(Exercise data):

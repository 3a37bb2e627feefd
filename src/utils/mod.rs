//! Utility functions and helpers.
//!
//! Common utilities for environment variable handling and other helpers.

pub mod env;

pub use env::get_env_with_prefix;

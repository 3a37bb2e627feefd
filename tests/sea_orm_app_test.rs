use std::sync::Arc;
use std::time::Duration;

use orgauth::auth::AUTH_COOKIE;
use orgauth::database::sea_orm::{ConnectOptions, ConnectionTrait, Database, DatabaseConnection};
use orgauth::database::{ensure_schema, seed_demo_data};
use orgauth::repository::SeaOrmUserRepository;
use orgauth::testing::{self, app_with_repository, test_hasher};
use orgauth::{NewUser, Role, UserRepository};
use serde_json::json;

/// Private in-memory SQLite database; one connection, since each
/// `:memory:` connection is its own database.
async fn sqlite() -> DatabaseConnection {
    let mut opt = ConnectOptions::new("sqlite::memory:");
    opt.max_connections(1).min_connections(1).sqlx_logging(false);

    let db = Database::connect(opt).await.expect("sqlite connection");
    ensure_schema(&db).await.expect("schema");
    db
}

async fn repository() -> SeaOrmUserRepository {
    SeaOrmUserRepository::new(sqlite().await, test_hasher(), Duration::from_secs(2))
}

#[tokio::test]
async fn test_end_to_end_on_relational_store() {
    let repo = repository().await;
    let org = repo.create_organization("A").await.unwrap();
    repo.insert(NewUser::new("alice", "pw1", Role::Admin, &org.id))
        .await
        .unwrap();
    repo.insert(NewUser::member("bob", "pw2", &org.id))
        .await
        .unwrap();

    let repo = Arc::new(repo);
    let app = app_with_repository(repo.clone());
    let token = testing::login(app.clone(), "alice", "pw1").await;

    testing::post(app.clone(), "/add")
        .cookie(AUTH_COOKIE, &token)
        .json_body(&json!({"username": "carol", "password": "pw3"}))
        .execute()
        .await
        .assert_ok()
        .assert_json_path("data.user.role", json!("member"))
        .await;

    testing::get(app.clone(), "/users")
        .cookie(AUTH_COOKIE, &token)
        .execute()
        .await
        .assert_ok()
        .assert_json_path("data.users.0.username", json!("bob"))
        .await
        .assert_json_path("data.users.1.username", json!("carol"))
        .await;

    testing::delete(app, "/delete")
        .cookie(AUTH_COOKIE, &token)
        .json_body(&json!({"username": "bob"}))
        .execute()
        .await
        .assert_ok();
    assert!(repo.find_by_username("bob").await.unwrap().is_none());
}

#[tokio::test]
async fn test_seeded_demo_users_can_sign_in() {
    let repo = repository().await;
    seed_demo_data(&repo).await.unwrap();

    let app = app_with_repository(Arc::new(repo));
    let token = testing::login(app.clone(), "User-1", "password").await;

    let body: serde_json::Value = testing::get(app, "/users")
        .cookie(AUTH_COOKIE, &token)
        .execute()
        .await
        .assert_ok()
        .json()
        .await;
    assert_eq!(body["data"]["users"].as_array().unwrap().len(), 3);
}

#[tokio::test]
async fn test_unreadable_stored_digest_is_internal() {
    let repo = repository().await;
    let org = repo.create_organization("A").await.unwrap();
    repo.insert(NewUser::new("alice", "pw1", Role::Admin, &org.id))
        .await
        .unwrap();
    repo.connection()
        .execute_unprepared("UPDATE users SET password_hash = 'garbage'")
        .await
        .unwrap();

    let app = app_with_repository(Arc::new(repo));
    testing::post(app, "/login")
        .json_body(&json!({"username": "alice", "password": "pw1"}))
        .execute()
        .await
        .assert_server_error()
        .assert_no_set_cookie()
        .assert_json_path("message", json!("internal server error"))
        .await
        .assert_json_path("error", json!("internal"))
        .await;
}
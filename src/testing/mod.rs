//! Testing utilities for orgauth
//!
//! - Alba-style HTTP endpoint testing without running a server
//! - Fixture-backed apps
//! - A SQLite in-memory database (`sqlite` feature, or the crate's own tests)
//!
//! # Example
//!
//! ```rust,ignore
//! use orgauth::testing;
//!
//! #[tokio::test]
//! async fn test_admin_lists_members() {
//!     let app = testing::fixture_app();
//!     let token = testing::login(app.clone(), "alice", "pw1").await;
//!
//!     let body: serde_json::Value = testing::get(app, "/users")
//!         .cookie(orgauth::auth::AUTH_COOKIE, &token)
//!         .execute()
//!         .await
//!         .assert_ok()
//!         .json()
//!         .await;
//!     assert_eq!(body["data"]["users"][0]["username"], "bob");
//! }
//! ```

#[cfg(any(test, feature = "sqlite"))]
mod database;
mod fixtures;
mod scenario;

#[cfg(any(test, feature = "sqlite"))]
pub use database::TestDb;
pub use fixtures::{app_with_repository, fake, fixture_app, fixture_repository, login, test_hasher};
pub use scenario::{Scenario, ScenarioAssert, delete, get, post};
use serde::{Deserialize, Serialize};
use std::net::SocketAddr;
use std::str::FromStr;

use crate::cors::CorsConfig;
use crate::database::DatabaseConfig;
use crate::error::OrgAuthError;
use crate::utils::get_env_with_prefix;

/// Fallback signing secret used when `JWT_SECRET` is not set.
/// Local development only.
pub const DEFAULT_JWT_SECRET: &str = "$ecret";

/// Main configuration for the orgauth service
#[derive(Debug, Clone, Deserialize, Serialize)]
pub struct Config {
    pub server: ServerConfig,
    pub logging: LoggingConfig,
    pub database: DatabaseConfig,
    pub auth: AuthConfig,
    pub cors: CorsConfig,
    /// Environment keys that were unset and fell back to a built-in default.
    #[serde(skip)]
    pub fallbacks: Vec<&'static str>,
    /// Environment keys whose values did not parse and were ignored.
    #[serde(skip)]
    pub invalid: Vec<&'static str>,
}

#[derive(Debug, Clone, Deserialize, Serialize)]
pub struct ServerConfig {
    #[serde(default = "default_host")]
    pub host: String,
    #[serde(default = "default_port")]
    pub port: u16,
}

#[derive(Debug, Clone, Deserialize, Serialize)]
pub struct LoggingConfig {
    #[serde(default = "default_log_level")]
    pub level: String,
    #[serde(default)]
    pub json: bool,
}

/// Token and cookie settings
#[derive(Clone, Deserialize, Serialize)]
pub struct AuthConfig {
    #[serde(skip_serializing)]
    pub jwt_secret: String,
    #[serde(default = "default_token_ttl")]
    pub token_ttl_seconds: u64,
    /// Mark the `Authorization` cookie `Secure`.
    #[serde(default)]
    pub cookie_secure: bool,
}

impl std::fmt::Debug for AuthConfig {
    fn fmt(&self, f: &mut std::fmt::Formatter<'_>) -> std::fmt::Result {
        f.debug_struct("AuthConfig")
            .field("jwt_secret", &"[REDACTED]")
            .field("token_ttl_seconds", &self.token_ttl_seconds)
            .field("cookie_secure", &self.cookie_secure)
            .finish()
    }
}

impl Default for Config {
    fn default() -> Self {
        Self {
            server: ServerConfig::default(),
            logging: LoggingConfig::default(),
            database: DatabaseConfig::default(),
            auth: AuthConfig::default(),
            cors: CorsConfig::default(),
            fallbacks: Vec::new(),
            invalid: Vec::new(),
        }
    }
}

impl Default for ServerConfig {
    fn default() -> Self {
        Self {
            host: default_host(),
            port: default_port(),
        }
    }
}

impl Default for LoggingConfig {
    fn default() -> Self {
        Self {
            level: default_log_level(),
            json: false,
        }
    }
}

impl Default for AuthConfig {
    fn default() -> Self {
        Self {
            jwt_secret: DEFAULT_JWT_SECRET.to_string(),
            token_ttl_seconds: default_token_ttl(),
            cookie_secure: false,
        }
    }
}

fn default_host() -> String {
    "0.0.0.0".to_string()
}

fn default_port() -> u16 {
    5000
}

fn default_log_level() -> String {
    "info".to_string()
}

fn default_token_ttl() -> u64 {
    3600
}

impl ServerConfig {
    pub fn addr(&self) -> Result<SocketAddr, std::net::AddrParseError> {
        format!("{}:{}", self.host, self.port).parse()
    }
}

impl Config {
    /// Emit one warning per setting that is running on its built-in default,
    /// whether it was unset or could not be parsed.
    ///
    /// Called once tracing is installed, since configuration is usually
    /// loaded before the subscriber exists.
    pub fn warn_on_fallbacks(&self) {
        for key in &self.fallbacks {
            match *key {
                "JWT_SECRET" => tracing::warn!(
                    key = *key,
                    "JWT_SECRET not set, using the built-in development secret"
                ),
                "DSN" => tracing::warn!(
                    key = *key,
                    dsn = %self.database.redacted_url(),
                    "DSN not set, using the default connection string"
                ),
                _ => tracing::warn!(key = *key, "Setting not provided, using default"),
            }
        }
        for key in &self.invalid {
            tracing::warn!(key = *key, "Setting could not be parsed, using default");
        }
    }
}

/// Builder for Config with environment variable support
#[must_use = "builder does nothing until you call build()"]
pub struct ConfigBuilder {
    config: Config,
}

impl ConfigBuilder {
    pub fn new() -> Self {
        Self {
            config: Config::default(),
        }
    }

    pub fn with_host(mut self, host: impl Into<String>) -> Self {
        self.config.server.host = host.into();
        self
    }

    pub fn with_port(mut self, port: u16) -> Self {
        self.config.server.port = port;
        self
    }

    pub fn with_log_level(mut self, level: impl Into<String>) -> Self {
        self.config.logging.level = level.into();
        self
    }

    pub fn with_json_logging(mut self, enabled: bool) -> Self {
        self.config.logging.json = enabled;
        self
    }

    pub fn with_database_url(mut self, url: impl Into<String>) -> Self {
        self.config.database.url = url.into();
        self
    }

    pub fn with_database(mut self, database: DatabaseConfig) -> Self {
        self.config.database = database;
        self
    }

    pub fn with_jwt_secret(mut self, secret: impl Into<String>) -> Self {
        self.config.auth.jwt_secret = secret.into();
        self
    }

    pub fn with_token_ttl(mut self, seconds: u64) -> Self {
        self.config.auth.token_ttl_seconds = seconds;
        self
    }

    pub fn with_secure_cookie(mut self, secure: bool) -> Self {
        self.config.auth.cookie_secure = secure;
        self
    }

    pub fn with_cors(mut self, cors: CorsConfig) -> Self {
        self.config.cors = cors;
        self
    }

    /// Load configuration from environment variables with ORGAUTH_ prefix
    pub fn from_env(mut self) -> Self {
        if let Some(host) = get_env_with_prefix("HOST") {
            self.config.server.host = host;
        }
        let raw_port = get_env_with_prefix("PORT");
        if raw_port.is_none() {
            self.config.fallbacks.push("PORT");
        }
        if let Some(port) = parse_setting("PORT", raw_port, &mut self.config.invalid) {
            self.config.server.port = port;
        }
        if let Some(level) = get_env_with_prefix("LOG_LEVEL") {
            self.config.logging.level = level;
        }
        if let Some(json) = self.env_setting("LOG_JSON") {
            self.config.logging.json = json;
        }

        match get_env_with_prefix("DSN") {
            Some(dsn) => self.config.database.url = dsn,
            None => self.config.fallbacks.push("DSN"),
        }
        if let Some(timeout) = self.env_setting("DB_QUERY_TIMEOUT_MS") {
            self.config.database.query_timeout_ms = timeout;
        }
        if let Some(attempts) = self.env_setting("DB_CONNECT_ATTEMPTS") {
            self.config.database.connect_attempts = attempts;
        }
        if let Some(seed) = self.env_setting("SEED_DATABASE") {
            self.config.database.seed = seed;
        }

        match get_env_with_prefix("JWT_SECRET") {
            Some(secret) => self.config.auth.jwt_secret = secret,
            None => self.config.fallbacks.push("JWT_SECRET"),
        }
        if let Some(secure) = self.env_setting("COOKIE_SECURE") {
            self.config.auth.cookie_secure = secure;
        }

        self.config.cors = CorsConfig::from_env();

        self
    }

    fn env_setting<T: FromStr>(&mut self, key: &'static str) -> Option<T> {
        parse_setting(key, get_env_with_prefix(key), &mut self.config.invalid)
    }

    /// Build the configuration, validating all settings
    ///
    /// # Errors
    ///
    /// Returns an error if any configuration is invalid:
    /// - Invalid server address (host:port) or port 0
    /// - Invalid log level
    /// - Empty signing secret or zero token TTL
    /// - Zero query timeout or zero connection attempts
    pub fn build(self) -> crate::error::Result<Config> {
        self.config.server.addr().map_err(|e| {
            OrgAuthError::bad_request(format!(
                "Invalid server address {}:{} - {}",
                self.config.server.host, self.config.server.port, e
            ))
        })?;

        if self.config.server.port == 0 {
            return Err(OrgAuthError::bad_request(
                "Server port must be greater than 0",
            ));
        }

        let valid_log_levels = ["trace", "debug", "info", "warn", "error"];
        if !valid_log_levels.contains(&self.config.logging.level.to_lowercase().as_str()) {
            return Err(OrgAuthError::bad_request(format!(
                "Invalid log level: {}. Must be one of: {}",
                self.config.logging.level,
                valid_log_levels.join(", ")
            )));
        }

        if self.config.auth.jwt_secret.is_empty() {
            return Err(OrgAuthError::bad_request("JWT secret must not be empty"));
        }

        if self.config.auth.token_ttl_seconds == 0 {
            return Err(OrgAuthError::bad_request(
                "Token TTL must be greater than 0",
            ));
        }

        if self.config.database.query_timeout_ms == 0 {
            return Err(OrgAuthError::bad_request(
                "Database query timeout must be greater than 0",
            ));
        }

        if self.config.database.connect_attempts == 0 {
            return Err(OrgAuthError::bad_request(
                "Database connect attempts must be greater than 0",
            ));
        }

        Ok(self.config)
    }
}

impl Default for ConfigBuilder {
    fn default() -> Self {
        Self::new()
    }
}

/// Parse a raw setting, recording `key` in `invalid` when the value does not parse.
fn parse_setting<T: FromStr>(
    key: &'static str,
    raw: Option<String>,
    invalid: &mut Vec<&'static str>,
) -> Option<T> {
    let raw = raw?;
    match raw.trim().parse() {
        Ok(value) => Some(value),
        Err(_) => {
            invalid.push(key);
            None
        }
    }
}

(Task statement): Read through the entries, then copy every line where the string "tests" is found.

(Result for this task):
filename tests/sea_orm_app_test.rs
//! - A SQLite in-memory database (`sqlite` feature, or the crate's own tests)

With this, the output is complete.